A) NONIMMIGRANT (TEMPORARY) VISAS

(Originally prepared by the American Immigration Lawyers Association and adapted for use by Ismail Laher)

There is a wide range of temporary visas, for many different purposes and each lasting from a few days to several days. Some must be approved in advance by the INS before being reviewed and issued by the State Department; others are simply reviewed only by the State Department. Many visa classifications can be granted not only to the principal applicant but also to his or her dependents (spouse and minor children).

There is a difference between a visa and a status, although both are referred to in the same general way and with the same alphabetical denomination (based on the section of the Immigration and Nationality Act where the category is described). A visa is simply a document in the person’s passport; it acts like a ticket to ensure they get on the airplane and can show up at the front door of the U.S. A person’s status is granted to the applicant when they show up at the border, it is initially granted by INS at the port of entry, and can be changed or extended by INS Service Centers.

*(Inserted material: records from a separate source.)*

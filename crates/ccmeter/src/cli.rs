//! Output formatting for CLI commands
//!
//! Every formatter returns a `String`; `json` switches to pretty-printed
//! serde output of the engine's types.

use ccmeter_types::{HistoryResult, SessionBlock, TodayResult};
use chrono::Local;
use comfy_table::{Cell, Color, ContentArrangement, Row, Table};
use serde::Serialize;
use std::path::PathBuf;

fn to_json<T: Serialize + ?Sized>(value: &T) -> String {
    serde_json::to_string_pretty(value).unwrap_or_else(|_| "{}".to_string())
}

fn new_table(headers: &[&str], no_color: bool) -> Table {
    let mut table = Table::new();
    table.set_content_arrangement(ContentArrangement::Dynamic);
    if no_color {
        table.set_header(headers.to_vec());
    } else {
        table.set_header(
            headers
                .iter()
                .map(|h| Cell::new(h).fg(Color::Cyan))
                .collect::<Vec<_>>(),
        );
    }
    table
}

// ============================================================================
// Today
// ============================================================================

pub fn format_today(today: &TodayResult, json: bool, no_color: bool) -> String {
    if json {
        return to_json(today);
    }

    let mut out = String::new();
    out.push_str(&format!("ccmeter - {}\n", today.date));
    out.push_str(&format!(
        "Tokens: {}  Cost: {}  Requests: {}\n",
        format_tokens(today.tokens.total()),
        format_cost(today.cost),
        today.record_count
    ));

    match &today.active_block {
        Some(block) => {
            out.push('\n');
            out.push_str(&format_active_block(block, today.auto_token_limit));
        }
        None => out.push_str("\nNo active session block.\n"),
    }

    if !today.by_model.is_empty() {
        let mut table = new_table(&["Model", "Requests", "Tokens", "Cost"], no_color);
        for model in &today.by_model {
            table.add_row(Row::from(vec![
                model.model.clone(),
                model.records.to_string(),
                format_tokens(model.tokens.total()),
                format_cost(model.cost),
            ]));
        }
        out.push('\n');
        out.push_str(&table.to_string());
        out.push('\n');
    }

    out
}

fn format_active_block(block: &SessionBlock, limit: Option<u64>) -> String {
    let mut out = format!(
        "Active block: {} (local ends {})\n",
        block.label(),
        block.end_time.with_timezone(&Local).format("%H:%M")
    );
    out.push_str(&format!(
        "  Used:       {} tokens, {}\n",
        format_tokens(block.total_tokens()),
        format_cost(block.cost)
    ));
    out.push_str(&format!(
        "  Burn rate:  {} tokens/min, {}/h\n",
        format_tokens(block.burn_rate.tokens_per_minute as u64),
        format_cost(block.burn_rate.cost_per_hour)
    ));
    out.push_str(&format!(
        "  Projected:  {} tokens, {} ({} left)\n",
        format_tokens(block.projected_usage.total_tokens.max(0.0) as u64),
        format_cost(block.projected_usage.total_cost),
        format_minutes(block.projected_usage.remaining_minutes)
    ));
    if let Some(limit) = limit {
        let pct = if limit > 0 {
            block.total_tokens() as f64 / limit as f64 * 100.0
        } else {
            0.0
        };
        out.push_str(&format!(
            "  Limit:      {} (auto, {:.0}% used)\n",
            format_tokens(limit),
            pct
        ));
    }
    if let Some(reset) = block.usage_limit_reset {
        out.push_str(&format!(
            "  Limit resets at {}\n",
            reset.with_timezone(&Local).format("%Y-%m-%d %H:%M")
        ));
    }
    out
}

// ============================================================================
// History
// ============================================================================

pub fn format_history(history: &HistoryResult, json: bool, no_color: bool) -> String {
    if json {
        return to_json(history);
    }

    if history.record_count == 0 {
        return "No usage recorded.".to_string();
    }

    let mut daily = new_table(&["Date", "Requests", "Tokens", "Cost", "Models"], no_color);
    for day in &history.daily {
        daily.add_row(Row::from(vec![
            day.date.to_string(),
            day.records.to_string(),
            format_tokens(day.tokens.total()),
            format_cost(day.cost),
            day.models.join(", "),
        ]));
    }

    let mut models = new_table(&["Model", "Requests", "Tokens", "Cost"], no_color);
    for model in &history.by_model {
        models.add_row(Row::from(vec![
            model.model.clone(),
            model.records.to_string(),
            format_tokens(model.tokens.total()),
            format_cost(model.cost),
        ]));
    }

    let mut projects = new_table(&["Project", "Requests", "Tokens", "Cost"], no_color);
    for project in &history.by_project {
        projects.add_row(Row::from(vec![
            project.project.clone(),
            project.records.to_string(),
            format_tokens(project.tokens.total()),
            format_cost(project.cost),
        ]));
    }

    format!(
        "Total: {} tokens, {} over {} requests\n\n{}\n\n{}\n\n{}\n",
        format_tokens(history.tokens.total()),
        format_cost(history.cost),
        history.record_count,
        daily,
        models,
        projects
    )
}

// ============================================================================
// Blocks
// ============================================================================

pub fn format_blocks(blocks: &[SessionBlock], json: bool, no_color: bool) -> String {
    if json {
        return to_json(blocks);
    }

    if blocks.is_empty() {
        return "No session blocks found.".to_string();
    }

    let mut table = new_table(
        &["Window (UTC)", "Status", "Requests", "Tokens", "Cost", "Burn/min", "Projected"],
        no_color,
    );
    for block in blocks {
        let status = if block.is_active {
            if no_color {
                Cell::new("ACTIVE")
            } else {
                Cell::new("ACTIVE").fg(Color::Green)
            }
        } else {
            Cell::new("done")
        };
        table.add_row(vec![
            Cell::new(block.label()),
            status,
            Cell::new(block.record_count()),
            Cell::new(format_tokens(block.total_tokens())),
            Cell::new(format_cost(block.cost)),
            Cell::new(format_tokens(block.burn_rate.tokens_per_minute as u64)),
            Cell::new(format_tokens(block.projected_usage.total_tokens.max(0.0) as u64)),
        ]);
    }
    table.to_string()
}

// ============================================================================
// Watch / paths
// ============================================================================

/// One-line summary printed after every refresh
pub fn format_watch_line(today: &TodayResult) -> String {
    let now = Local::now().format("%H:%M:%S");
    match &today.active_block {
        Some(block) => format!(
            "[{}] today {} / {} | block {} / {} | {} tok/min | {} left",
            now,
            format_tokens(today.tokens.total()),
            format_cost(today.cost),
            format_tokens(block.total_tokens()),
            format_cost(block.cost),
            format_tokens(block.burn_rate.tokens_per_minute as u64),
            format_minutes(block.projected_usage.remaining_minutes)
        ),
        None => format!(
            "[{}] today {} / {} | no active block",
            now,
            format_tokens(today.tokens.total()),
            format_cost(today.cost)
        ),
    }
}

/// Status of a candidate data root
#[derive(Debug, Serialize)]
pub struct RootStatus {
    pub path: PathBuf,
    pub has_projects: bool,
    pub files: usize,
}

pub fn format_paths(roots: &[RootStatus], json: bool, no_color: bool) -> String {
    if json {
        return to_json(roots);
    }

    let mut table = new_table(&["Root", "projects/", "Log files"], no_color);
    for root in roots {
        table.add_row(Row::from(vec![
            root.path.display().to_string(),
            if root.has_projects { "yes" } else { "no" }.to_string(),
            root.files.to_string(),
        ]));
    }
    table.to_string()
}

// ============================================================================
// Helpers
// ============================================================================

fn format_tokens(tokens: u64) -> String {
    if tokens >= 1_000_000 {
        format!("{:.1}M", tokens as f64 / 1_000_000.0)
    } else if tokens >= 1_000 {
        format!("{:.1}K", tokens as f64 / 1_000.0)
    } else {
        tokens.to_string()
    }
}

fn format_cost(cost: f64) -> String {
    format!("${:.2}", cost)
}

fn format_minutes(minutes: f64) -> String {
    if minutes <= 0.0 {
        return "0m".to_string();
    }
    let total = minutes.round() as u64;
    if total >= 60 {
        format!("{}h{:02}m", total / 60, total % 60)
    } else {
        format!("{}m", total)
    }
}

#[cfg(test)]
mod tests {
    use super::*;
    use ccmeter_types::{BurnRate, ProjectedUsage, TokenCounts};
    use chrono::{Duration, TimeZone, Utc};

    fn block(active: bool) -> SessionBlock {
        let start = Utc.with_ymd_and_hms(2026, 2, 2, 9, 0, 0).unwrap();
        SessionBlock {
            id: start.to_rfc3339(),
            start_time: start,
            end_time: start + Duration::hours(5),
            actual_end_time: Some(start + Duration::minutes(30)),
            is_active: active,
            is_gap: false,
            records: Vec::new(),
            token_counts: TokenCounts::new(12_000, 3_000, 0, 0),
            cost: 1.5,
            models: vec!["claude-sonnet-4".to_string()],
            usage_limit_reset: None,
            burn_rate: BurnRate {
                tokens_per_minute: 500.0,
                cost_per_hour: 3.0,
            },
            projected_usage: ProjectedUsage {
                total_tokens: 150_000.0,
                total_cost: 15.0,
                remaining_minutes: 270.0,
            },
        }
    }

    #[test]
    fn test_format_tokens() {
        assert_eq!(format_tokens(999), "999");
        assert_eq!(format_tokens(1_500), "1.5K");
        assert_eq!(format_tokens(2_500_000), "2.5M");
    }

    #[test]
    fn test_format_minutes() {
        assert_eq!(format_minutes(-5.0), "0m");
        assert_eq!(format_minutes(45.2), "45m");
        assert_eq!(format_minutes(270.0), "4h30m");
    }

    #[test]
    fn test_format_blocks_table_and_json() {
        let blocks = vec![block(false), block(true)];

        let table = format_blocks(&blocks, false, true);
        assert!(table.contains("ACTIVE"));
        assert!(table.contains("2026-02-02 09:00-14:00"));
        assert!(table.contains("15.0K"));

        let json = format_blocks(&blocks, true, true);
        let parsed: Vec<SessionBlock> = serde_json::from_str(&json).unwrap();
        assert_eq!(parsed.len(), 2);
    }

    #[test]
    fn test_format_blocks_empty() {
        assert_eq!(format_blocks(&[], false, true), "No session blocks found.");
    }

    #[test]
    fn test_format_active_block_with_limit() {
        let out = format_active_block(&block(true), Some(30_000));
        assert!(out.contains("50% used"));
        assert!(out.contains("500 tokens/min"));
        assert!(out.contains("4h30m left"));
    }
}
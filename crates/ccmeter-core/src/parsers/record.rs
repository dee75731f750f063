//! Usage record parser
//!
//! Turns one JSONL line into a [`UsageRecord`]. Two shapes are accepted:
//!
//! - the flat form: `{"timestamp", "model", "input_tokens", ..., "cost", "session_id"}`
//! - the assistant's native form: `{"timestamp", "sessionId", "requestId", "costUSD",
//!   "message": {"id", "model", "usage": {...}}}`
//!
//! A line that cannot be turned into a record is expected input, not an
//! error: the parser returns `None` and ingestion of the file continues.

use super::timestamp::parse_timestamp_value;
use crate::dedup::DedupFilter;
use crate::pricing::calculate_cost;
use ccmeter_types::{TokenCounts, UsageRecord};
use chrono::{DateTime, SecondsFormat, Utc};
use serde::Deserialize;
use serde_json::Value;
use std::path::Path;
use tracing::trace;

/// Marker the assistant writes into its synthetic "limit reached" message,
/// followed by `|<epoch seconds>`
const USAGE_LIMIT_MARKER: &str = "usage limit reached|";

#[derive(Debug, Default, Deserialize)]
struct RawUsage {
    #[serde(default)]
    input_tokens: Option<u64>,
    #[serde(default)]
    output_tokens: Option<u64>,
    #[serde(default)]
    cache_creation_input_tokens: Option<u64>,
    #[serde(default)]
    cache_read_input_tokens: Option<u64>,
}

impl RawUsage {
    fn is_present(&self) -> bool {
        self.input_tokens.is_some()
            || self.output_tokens.is_some()
            || self.cache_creation_input_tokens.is_some()
            || self.cache_read_input_tokens.is_some()
    }

    fn counts(&self) -> TokenCounts {
        TokenCounts::new(
            self.input_tokens.unwrap_or(0),
            self.output_tokens.unwrap_or(0),
            self.cache_creation_input_tokens.unwrap_or(0),
            self.cache_read_input_tokens.unwrap_or(0),
        )
    }
}

#[derive(Debug, Default, Deserialize)]
struct RawMessage {
    #[serde(default)]
    id: Option<String>,
    #[serde(default)]
    model: Option<String>,
    #[serde(default)]
    usage: Option<RawUsage>,
    #[serde(default)]
    content: Option<Value>,
}

#[derive(Debug, Deserialize)]
struct RawLine {
    #[serde(default)]
    timestamp: Option<Value>,
    #[serde(default)]
    model: Option<String>,

    // Flat token fields
    #[serde(default)]
    input_tokens: Option<u64>,
    #[serde(default)]
    output_tokens: Option<u64>,
    #[serde(default)]
    cache_creation_input_tokens: Option<u64>,
    #[serde(default)]
    cache_read_input_tokens: Option<u64>,

    #[serde(default)]
    usage: Option<RawUsage>,
    #[serde(default)]
    message: Option<RawMessage>,

    #[serde(default, alias = "costUSD")]
    cost: Option<f64>,
    #[serde(default, alias = "sessionId")]
    session_id: Option<String>,
    #[serde(default, alias = "requestId")]
    request_id: Option<String>,
    #[serde(default, alias = "usageLimitResetTime")]
    usage_limit_reset_time: Option<Value>,
}

impl RawLine {
    fn flat_usage(&self) -> RawUsage {
        RawUsage {
            input_tokens: self.input_tokens,
            output_tokens: self.output_tokens,
            cache_creation_input_tokens: self.cache_creation_input_tokens,
            cache_read_input_tokens: self.cache_read_input_tokens,
        }
    }

    /// Nested message usage wins over root usage, which wins over flat fields
    fn tokens(&self) -> Option<TokenCounts> {
        if let Some(usage) = self.message.as_ref().and_then(|m| m.usage.as_ref()) {
            return Some(usage.counts());
        }
        if let Some(usage) = self.usage.as_ref() {
            return Some(usage.counts());
        }
        let flat = self.flat_usage();
        flat.is_present().then(|| flat.counts())
    }

    fn model(&self) -> Option<&str> {
        self.message
            .as_ref()
            .and_then(|m| m.model.as_deref())
            .or(self.model.as_deref())
            .filter(|m| !m.is_empty())
    }

    fn usage_limit_reset(&self) -> Option<DateTime<Utc>> {
        if let Some(ts) = self.usage_limit_reset_time.as_ref().and_then(parse_timestamp_value) {
            return Some(ts);
        }
        self.message
            .as_ref()
            .and_then(|m| m.content.as_ref())
            .and_then(limit_reset_from_content)
    }
}

/// Find `usage limit reached|<epoch>` in message content (string or text blocks)
fn limit_reset_from_content(content: &Value) -> Option<DateTime<Utc>> {
    match content {
        Value::String(text) => limit_reset_from_text(text),
        Value::Array(blocks) => blocks.iter().find_map(|block| {
            block
                .get("text")
                .and_then(Value::as_str)
                .and_then(limit_reset_from_text)
        }),
        _ => None,
    }
}

fn limit_reset_from_text(text: &str) -> Option<DateTime<Utc>> {
    // ASCII lowering keeps byte offsets aligned with `text`
    let lower = text.to_ascii_lowercase();
    let start = lower.find(USAGE_LIMIT_MARKER)? + USAGE_LIMIT_MARKER.len();
    let digits: String = text[start..]
        .chars()
        .take_while(|c| c.is_ascii_digit())
        .collect();
    parse_timestamp_value(&Value::String(digits))
}

/// A parsed line together with its dedup fingerprint
#[derive(Debug, Clone, PartialEq)]
pub struct ParsedEntry {
    pub record: UsageRecord,
    pub hash: String,
}

/// Parse one line without consulting dedup state
pub fn parse_entry(line: &str, project: &str, source: &Path) -> Option<ParsedEntry> {
    let line = line.trim();
    if line.is_empty() {
        return None;
    }

    let raw: RawLine = match serde_json::from_str(line) {
        Ok(raw) => raw,
        Err(e) => {
            trace!(path = %source.display(), error = %e, "Skipping malformed JSONL line");
            return None;
        }
    };

    let Some(timestamp) = raw.timestamp.as_ref().and_then(parse_timestamp_value) else {
        trace!(path = %source.display(), "Skipping line without a usable timestamp");
        return None;
    };
    let model = raw.model()?.to_string();
    let tokens = raw.tokens()?;
    let usage_limit_reset = raw.usage_limit_reset();

    if tokens.is_zero() && usage_limit_reset.is_none() {
        return None;
    }

    let cost = match raw.cost {
        Some(cost) if cost.is_finite() && cost >= 0.0 => cost,
        _ => calculate_cost(&model, &tokens),
    };

    let hash = content_hash(&raw, timestamp, &tokens);

    Some(ParsedEntry {
        record: UsageRecord {
            timestamp,
            model,
            tokens,
            cost,
            project: project.to_string(),
            session_id: raw.session_id.clone(),
            usage_limit_reset,
            source: source.to_path_buf(),
        },
        hash,
    })
}

/// Stable fingerprint of a line's content
///
/// Prefers the assistant's own message/request ids; falls back to
/// timestamp, session and token counts.
fn content_hash(raw: &RawLine, timestamp: DateTime<Utc>, tokens: &TokenCounts) -> String {
    let message_id = raw.message.as_ref().and_then(|m| m.id.as_deref());
    if let (Some(message_id), Some(request_id)) = (message_id, raw.request_id.as_deref()) {
        return format!("{}:{}", message_id, request_id);
    }

    format!(
        "{}|{}|{}|{}|{}|{}",
        timestamp.to_rfc3339_opts(SecondsFormat::Millis, true),
        raw.session_id.as_deref().unwrap_or(""),
        tokens.input,
        tokens.output,
        tokens.cache_write,
        tokens.cache_read
    )
}

/// Parse one line, rejecting it if its fingerprint was already ingested
///
/// On success the fingerprint is recorded in `dedup`.
pub fn parse_line(
    line: &str,
    project: &str,
    source: &Path,
    dedup: &mut DedupFilter,
) -> Option<UsageRecord> {
    let entry = parse_entry(line, project, source)?;
    if !dedup.insert(entry.hash) {
        trace!(path = %source.display(), "Skipping duplicate record");
        return None;
    }
    Some(entry.record)
}

/// Outcome of parsing a whole file's content
#[derive(Debug, Default)]
pub struct ParsedFile {
    pub records: Vec<UsageRecord>,
    pub lines: usize,
    pub duplicates: usize,
}

/// Parse every line of `content`, skipping malformed lines and duplicates
pub fn parse_content(
    content: &str,
    project: &str,
    source: &Path,
    dedup: &mut DedupFilter,
) -> ParsedFile {
    let mut parsed = ParsedFile::default();

    for line in content.lines() {
        parsed.lines += 1;
        let Some(entry) = parse_entry(line, project, source) else {
            continue;
        };
        if dedup.insert(entry.hash) {
            parsed.records.push(entry.record);
        } else {
            parsed.duplicates += 1;
        }
    }

    parsed
}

  • A: Diplomatic employees and their households
  • B: Business visitors (B-1) or tourists (B-2)
  • C: Transit visa (pass-through at an airport or seaport)
  • D: Crewmember (air or sea)
  • E: Treaty-Investors or Treaty-Traders (from countries where we have a treaty of commerce and investment). E-1 and E2 Click here for article on these visas. 
  • F: Student Click here fro Article on Students visas 

  • G: Employees of International Organizations (IMF, OPIC, OAS, UN, International Red Cross, etc.)
  • H: Temporary Workers. Can be professionals (H-1B), agricultural workers (H-2A), temporary or seasonal workers (H-2B), or trainees (H-3).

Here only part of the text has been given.